Advertising is, in fact, at the heart of the deal. Roku’s chief revenue stream is advertising, with $613 million generated in the first quarter of 2026 alone—a 27% increase year over year, according to Reuters. By adding Roku’s massive user base and its sophisticated data capabilities, Fox expects to turbocharge its own advertising business. Murdoch told analysts, "The advertising synergies and revenue upsides are significant." Fox projects approximately $400 million in run-rate cost synergies from the deal, with additional revenue upside expected as the companies combine their strengths in content and technology.
Despite the merger, both companies emphasized that their brands and platforms will remain separate after the deal closes. Tubi and The Roku Channel, for example, will continue to operate independently, with Murdoch describing them as "incredibly complementary services" that see only about a third overlap in their audiences. "It is essential that Roku will remain an open and partner-friendly business," Murdoch assured, adding that Roku would continue to serve as a platform for rival streamers like Netflix and Prime Video. Wood echoed this sentiment, saying, "We know how to promote our own services, as well as promoting our partner services, and so we intend to continue doing that."

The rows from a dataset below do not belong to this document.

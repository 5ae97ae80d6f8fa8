//! Remote file access capability traits
//!
//! A [`RemoteFs`] is one authenticated connection to a server. Paths handed to
//! it are already normalized by the session; backends do not re-validate them.

use async_trait::async_trait;
use ferrosync_config::SyncConfig;
use ferrosync_types::Result;
use std::path::Path;

/// Metadata returned by [`RemoteFs::stat`]
#[derive(Debug, Clone, Copy, PartialEq, Eq)]
pub struct RemoteMetadata {
    /// Size in bytes
    pub size: u64,
    /// Whether the entry is a directory
    pub is_dir: bool,
}

/// Primitive operations over one authenticated remote connection
#[async_trait]
pub trait RemoteFs: Send + Sync {
    /// Whether `path` is an existing directory
    async fn is_dir(&self, path: &str) -> Result<bool>;

    /// Whether `path` is an existing regular file
    async fn is_file(&self, path: &str) -> Result<bool>;

    /// Create a single directory; the parent must already exist
    async fn make_dir(&self, path: &str) -> Result<()>;

    /// Entry names of a directory, without `.` and `..`
    async fn list_dir(&self, path: &str) -> Result<Vec<String>>;

    /// Metadata of `path`, `None` if it does not exist
    async fn stat(&self, path: &str) -> Result<Option<RemoteMetadata>>;

    /// Full content of a remote file
    async fn read_file(&self, path: &str) -> Result<Vec<u8>>;

    /// Write the content of `local` to `remote`, returning the bytes written
    async fn write_file(&self, remote: &str, local: &Path) -> Result<u64>;

    /// Delete a remote file
    async fn delete(&self, path: &str) -> Result<()>;

    /// Run a shell command, `None` when the backend cannot execute commands
    async fn exec(&self, command: &str) -> Result<Option<String>>;

    /// Resolve links in `path`
    async fn canonicalize(&self, path: &str) -> Result<String> {
        Ok(path.to_string())
    }

    /// Close the connection
    async fn disconnect(&self) -> Result<()>;
}

/// Opens connections for a [`SyncConfig`]
#[async_trait]
pub trait RemoteConnector: Send + Sync {
    /// One transport-open-plus-login attempt
    ///
    /// A rejected login is reported as [`ferrosync_types::Error::Authentication`].
    async fn connect(&self, config: &SyncConfig) -> Result<Box<dyn RemoteFs>>;
}
//! Path guarding for remote operations
//!
//! Every remote path is normalized here before it reaches a remote primitive.
//! Normalization converts backslashes to forward slashes, collapses repeated
//! separators and `.` segments, and rejects any `..` segment outright. No
//! attempt is made to resolve `..` lexically: a path that contains one is
//! refused.

use crate::{Error, Result};
use std::borrow::Borrow;
use std::fmt;
use std::path::{Path, PathBuf};

const PARENT_SEGMENT: &str = "..";

/// Normalize a remote path, rejecting parent traversal.
///
/// Absolute paths keep their leading slash. A path made only of separators
/// normalizes to `/`, a relative path made only of `.` segments to `.`.
pub fn normalize_remote_path(path: &str) -> Result<String> {
    if path.is_empty() {
        return Err(Error::other("remote path is empty"));
    }

    let unified = path.replace('\\', "/");
    let absolute = unified.starts_with('/');
    let mut segments = Vec::new();

    for segment in unified.split('/') {
        match segment {
            "" | "." => {}
            PARENT_SEGMENT => return Err(Error::path_security(path)),
            other => segments.push(other),
        }
    }

    let joined = segments.join("/");
    Ok(match (absolute, joined.is_empty()) {
        (true, _) => format!("/{}", joined),
        (false, true) => ".".to_string(),
        (false, false) => joined,
    })
}

/// Join a normalized remote base directory and a relative path
pub fn join_remote(base: &str, relative: &RelativePath) -> String {
    match base {
        "." => relative.as_str().to_string(),
        _ if base.ends_with('/') => format!("{}{}", base, relative),
        _ => format!("{}/{}", base, relative),
    }
}

/// Parent directory of a normalized remote path, if it has one
pub fn remote_parent(path: &str) -> Option<&str> {
    let trimmed = path.trim_end_matches('/');
    match trimmed.rfind('/') {
        Some(0) if trimmed.len() > 1 => Some("/"),
        Some(0) | None => None,
        Some(index) => Some(&trimmed[..index]),
    }
}

/// Quote a path for a POSIX shell, as single-quoted text
pub fn shell_quote(path: &str) -> String {
    format!("'{}'", path.replace('\'', "'\\''"))
}

/// A path relative to a sync root
///
/// Always forward-slash separated, never empty, never absolute and never
/// containing a `..` segment.
#[derive(Debug, Clone, PartialEq, Eq, PartialOrd, Ord, Hash)]
#[cfg_attr(feature = "serde", derive(serde::Serialize, serde::Deserialize))]
#[cfg_attr(feature = "serde", serde(try_from = "String", into = "String"))]
pub struct RelativePath(String);

impl RelativePath {
    /// Validate and normalize a relative path
    pub fn new(path: impl AsRef<str>) -> Result<Self> {
        let raw = path.as_ref();
        let unified = raw.replace('\\', "/");
        let mut segments = Vec::new();

        for segment in unified.split('/') {
            match segment {
                "" | "." => {}
                PARENT_SEGMENT => return Err(Error::path_security(raw)),
                other => segments.push(other),
            }
        }

        if segments.is_empty() {
            return Err(Error::other(format!("relative path '{}' is empty", raw)));
        }

        Ok(Self(segments.join("/")))
    }

    /// Build a relative path from a local path below `root`
    pub fn from_local(root: &Path, path: &Path) -> Result<Self> {
        let relative = path.strip_prefix(root).map_err(|_| {
            Error::other(format!(
                "'{}' is not below '{}'",
                path.display(),
                root.display()
            ))
        })?;

        let mut segments = Vec::new();
        for component in relative.components() {
            let segment = component.as_os_str().to_str().ok_or_else(|| {
                Error::other(format!("'{}' is not valid UTF-8", path.display()))
            })?;
            segments.push(segment);
        }

        Self::new(segments.join("/"))
    }

    /// The normalized text
    pub fn as_str(&self) -> &str {
        &self.0
    }

    /// Segments of the path
    pub fn segments(&self) -> impl Iterator<Item = &str> {
        self.0.split('/')
    }

    /// Resolve against a local root using the host's separator
    pub fn to_local_path(&self, root: &Path) -> PathBuf {
        self.segments().fold(root.to_path_buf(), |acc, s| acc.join(s))
    }
}

impl fmt::Display for RelativePath {
    fn fmt(&self, f: &mut fmt::Formatter<'_>) -> fmt::Result {
        f.write_str(&self.0)
    }
}

impl AsRef<str> for RelativePath {
    fn as_ref(&self) -> &str {
        &self.0
    }
}

impl Borrow<str> for RelativePath {
    fn borrow(&self) -> &str {
        &self.0
    }
}

impl TryFrom<String> for RelativePath {
    type Error = Error;

    fn try_from(value: String) -> Result<Self> {
        Self::new(value)
    }
}

impl TryFrom<&str> for RelativePath {
    type Error = Error;

    fn try_from(value: &str) -> Result<Self> {
        Self::new(value)
    }
}

impl From<RelativePath> for String {
    fn from(value: RelativePath) -> Self {
        value.0
    }
}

The acquisition also positions Fox to expand internationally, particularly into Latin America and other markets where Roku has a growing footprint. While Fox’s focus has traditionally been domestic, the deal opens up new avenues for global growth, leveraging Roku’s technology and distribution to bring Fox’s content to wider audiences. Murdoch noted, "The addition of Roku allows Fox to go to new markets to expand, obviously digitally in streaming and subscriptions, and drive the business aggressively into the 21st century."
Looking ahead, the deal is expected to close in the first half of 2027, pending regulatory approval and other customary closing conditions. After the acquisition, existing Fox shareholders will own roughly 73% of the combined company, while Roku shareholders will hold about 27%. The companies are betting that their combined scale, content portfolio, and advertising power will help them not only survive but thrive in an industry where the only constant is change.
As the dust settles, one thing is clear: Fox’s audacious move to acquire Roku is set to reshape the streaming landscape, challenging incumbents and offering viewers, advertisers, and partners new possibilities in how content is delivered and consumed. The coming years will reveal just how transformative this union will be.